A plan for Queensland’s borders
Monday 18 October: We’re pleased to see a roadmap to the reopening of Queensland.
However, there are elements of it that are of great concern in relation to domestic and international arrivals, and there are a number of questions that the roadmap raises.
Whilst the plan is a meaningful step forward toward the new normal of living with COVID-19 and, more importantly, reuniting families and friends across the country, it would appear Queenslanders will be many months behind their interstate family and friends.
Clarification is needed on the determination of a domestic ‘hotspot’ once a community meets 80 per cent vaccination rates. It is widely accepted that COVID-19 case numbers will not decline to zero, so hotspot definitions cannot be based on case numbers for much longer.
This clarity is essential if we are to understand how and when vaccinated interstate travellers will be able to return to Queensland without having to quarantine.
Furthermore, pre-arrival testing, and the additional costs associated for travellers, will significantly dampen demand as has been demonstrated in overseas markets that have already opened up.
Under this plan, the 90 per cent vaccination rate milestone is the only opportunity for non-Australian citizens to enter Queensland directly from overseas. We are concerned that this threshold is significantly higher than the National Cabinet’s roadmap and other states’ roadmaps.

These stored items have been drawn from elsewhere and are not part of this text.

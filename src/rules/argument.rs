use super::{
    Finding, Rule, RuleCategory, RuleInfo, Severity,
    scan::{CONDITIONS, bodies, matching_paren}
};
use crate::{
    lexer::Token,
    query::{AuditContext, split_items}
};

/// First `LIKE` pattern in the predicates matching `pred`.
fn like_pattern<'a>(
    ctx: &'a AuditContext,
    pred: impl Fn(&str) -> bool
) -> Option<&'a Token> {
    bodies(ctx, CONDITIONS).find_map(|body| {
        body.windows(2)
            .filter(|w| w[0].is_word("like"))
            .map(|w| &w[1])
            .find(|t| t.string_value().is_some_and(&pred))
    })
}

/// `LIKE` pattern starting with a wildcard
///
/// A leading `%` or `_` prevents index range scans.
pub struct LeadingWildcard;

impl Rule for LeadingWildcard {
    fn info(&self) -> RuleInfo {
        RuleInfo {
            id:       "ARG.001",
            summary:  "Avoid LIKE patterns with a leading wildcard",
            severity: Severity::Warning,
            category: RuleCategory::Performance,
            case:     "select c1, c2, c3 from tbl where name like '%foo'"
        }
    }

    fn check(&self, ctx: &AuditContext) -> Option<Finding> {
        let pattern = like_pattern(ctx, |v| v.starts_with(['%', '_']))?;
        Some(
            Finding::new(
                &self.info(),
                "LIKE pattern starts with a wildcard and cannot use an index; consider a full-text index"
            )
            .with_detail(pattern.text.as_str())
            .at(pattern.offset)
        )
    }
}

/// `LIKE` without any wildcard
pub struct LikeWithoutWildcard;

impl Rule for LikeWithoutWildcard {
    fn info(&self) -> RuleInfo {
        RuleInfo {
            id:       "ARG.002",
            summary:  "LIKE without wildcard",
            severity: Severity::Info,
            category: RuleCategory::Style,
            case:     "select c1, c2, c3 from tbl where name like 'foo'"
        }
    }

    fn check(&self, ctx: &AuditContext) -> Option<Finding> {
        let pattern = like_pattern(ctx, |v| !v.contains(['%', '_']))?;
        Some(
            Finding::new(
                &self.info(),
                "LIKE pattern has no wildcard; use `=` for an exact match"
            )
            .with_detail(pattern.text.as_str())
            .at(pattern.offset)
        )
    }
}

/// `IN` list longer than the configured maximum
pub struct LongInList {
    pub max_items: usize
}

impl Rule for LongInList {
    fn info(&self) -> RuleInfo {
        RuleInfo {
            id:       "ARG.005",
            summary:  "IN list is too long",
            severity: Severity::Info,
            category: RuleCategory::Performance,
            case:     "select id from tbl where id in (1, 2, 3, 4, 5, 6, 7, 8, 9, 10, 11)"
        }
    }

    fn check(&self, ctx: &AuditContext) -> Option<Finding> {
        let tokens = &ctx.tokens;
        for (idx, token) in tokens.iter().enumerate() {
            if !token.is_word("in")
                || tokens
                    .get(idx + 2)
                    .is_some_and(|t| t.is_word("select") || t.is_word("with"))
            {
                continue;
            }
            let Some(close) = matching_paren(tokens, idx + 1) else {
                continue;
            };
            let items = split_items(&tokens[idx + 2..close]).len();
            if items > self.max_items {
                return Some(
                    Finding::new(
                        &self.info(),
                        format!(
                            "IN list has {} items (limit {}); large lists make the optimizer fall back to full scans",
                            items, self.max_items
                        )
                    )
                    .at(token.offset)
                );
            }
        }
        None
    }
}

/// `IS NULL` / `IS NOT NULL` in a predicate
pub struct IsNullPredicate;

impl Rule for IsNullPredicate {
    fn info(&self) -> RuleInfo {
        RuleInfo {
            id:       "ARG.006",
            summary:  "Avoid NULL checks in WHERE",
            severity: Severity::Info,
            category: RuleCategory::Performance,
            case:     "select id from tbl where num is null"
        }
    }

    fn check(&self, ctx: &AuditContext) -> Option<Finding> {
        let token = bodies(ctx, CONDITIONS).find_map(|body| {
            body.iter().enumerate().find_map(|(idx, t)| {
                let null_at = match body.get(idx + 1) {
                    Some(n) if n.is_word("not") => idx + 2,
                    _ => idx + 1
                };
                let is_null = t.is_word("is") && body.get(null_at).is_some_and(|n| n.is_word("null"));
                is_null.then_some(t)
            })
        })?;
        Some(
            Finding::new(
                &self.info(),
                "IS NULL checks often skip indexes; prefer NOT NULL columns with defaults"
            )
            .at(token.offset)
        )
    }
}

/// Regular expression matching
pub struct RegexpMatch;

impl Rule for RegexpMatch {
    fn info(&self) -> RuleInfo {
        RuleInfo {
            id:       "ARG.007",
            summary:  "Avoid regular expression matching",
            severity: Severity::Info,
            category: RuleCategory::Performance,
            case:     "select c1, c2 from tbl where name regexp 'foo'"
        }
    }

    fn check(&self, ctx: &AuditContext) -> Option<Finding> {
        let token = ctx
            .tokens
            .iter()
            .find(|t| t.is_word("regexp") || t.is_word("rlike"))?;
        Some(
            Finding::new(
                &self.info(),
                "REGEXP cannot use indexes; consider LIKE prefixes or full-text search"
            )
            .at(token.offset)
        )
    }
}

/// OR of equalities on the same column
pub struct OrInsteadOfIn;

impl Rule for OrInsteadOfIn {
    fn info(&self) -> RuleInfo {
        RuleInfo {
            id:       "ARG.008",
            summary:  "Use IN instead of OR on the same column",
            severity: Severity::Info,
            category: RuleCategory::Performance,
            case:     "select c1 from tbl where col = 1 or col = 2"
        }
    }

    fn check(&self, ctx: &AuditContext) -> Option<Finding> {
        let col = ctx.or_eq_cols.first()?;
        Some(
            Finding::new(
                &self.info(),
                format!("Column '{}' is compared with OR several times; rewrite as IN (...)", col)
            )
            .with_detail(col.as_str())
        )
    }
}

/// String literal with leading or trailing spaces
pub struct PaddedString;

impl Rule for PaddedString {
    fn info(&self) -> RuleInfo {
        RuleInfo {
            id:       "ARG.009",
            summary:  "String literal contains leading or trailing spaces",
            severity: Severity::Info,
            category: RuleCategory::Correctness,
            case:     "select c1 from tbl where name = ' foo'"
        }
    }

    fn check(&self, ctx: &AuditContext) -> Option<Finding> {
        let token = ctx.tokens.iter().find(|t| {
            t.string_value().is_some_and(|v| {
                let trimmed = v.trim();
                !trimmed.is_empty() && trimmed.len() != v.len()
            })
        })?;
        Some(
            Finding::new(
                &self.info(),
                "Quoted value has surrounding spaces; trailing spaces are ignored by comparisons, leading ones are not"
            )
            .with_detail(token.text.as_str())
            .at(token.offset)
        )
    }
}

/// Negative predicates
pub struct NegativePredicate;

impl Rule for NegativePredicate {
    fn info(&self) -> RuleInfo {
        RuleInfo {
            id:       "ARG.011",
            summary:  "Avoid negative predicates",
            severity: Severity::Info,
            category: RuleCategory::Performance,
            case:     "select id from tbl where id != 1"
        }
    }

    fn check(&self, ctx: &AuditContext) -> Option<Finding> {
        let token = bodies(ctx, CONDITIONS).find_map(|body| {
            body.iter().enumerate().find_map(|(idx, t)| {
                let negated = t.is_op("!=")
                    || t.is_op("<>")
                    || t.is_word("not")
                        && body
                            .get(idx + 1)
                            .is_some_and(|n| n.is_word("in") || n.is_word("like"));
                negated.then_some(t)
            })
        })?;
        Some(
            Finding::new(
                &self.info(),
                "Negative predicates (!=, <>, NOT IN, NOT LIKE) prevent index range scans"
            )
            .with_detail(token.text.as_str())
            .at(token.offset)
        )
    }
}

It appears from the plan that while NSW, and likely Victoria, will be opening their international borders to vaccinated travellers with no requirement for quarantine, Queensland will still be imposing either home or hotel quarantine even after we meet the 80 per cent vaccinated population threshold.
If a fully vaccinated traveller from Melbourne can come to Queensland and not be required to quarantine once we have reached the 80 per cent vaccinated population milestone, a fully vaccinated person from Los Angeles should also be able to come to Queensland and not be required to quarantine.
BAC is deeply concerned that this will see international airlines exit the Queensland market for interstate destinations where they can operate without the profit-killing impost of passenger caps. It would be an absolute tragedy, as it would take several years and significant investment to try and recover these airlines and services.
This simply means Queensland will be uncompetitive from an aviation perspective and will kill demand for visitation.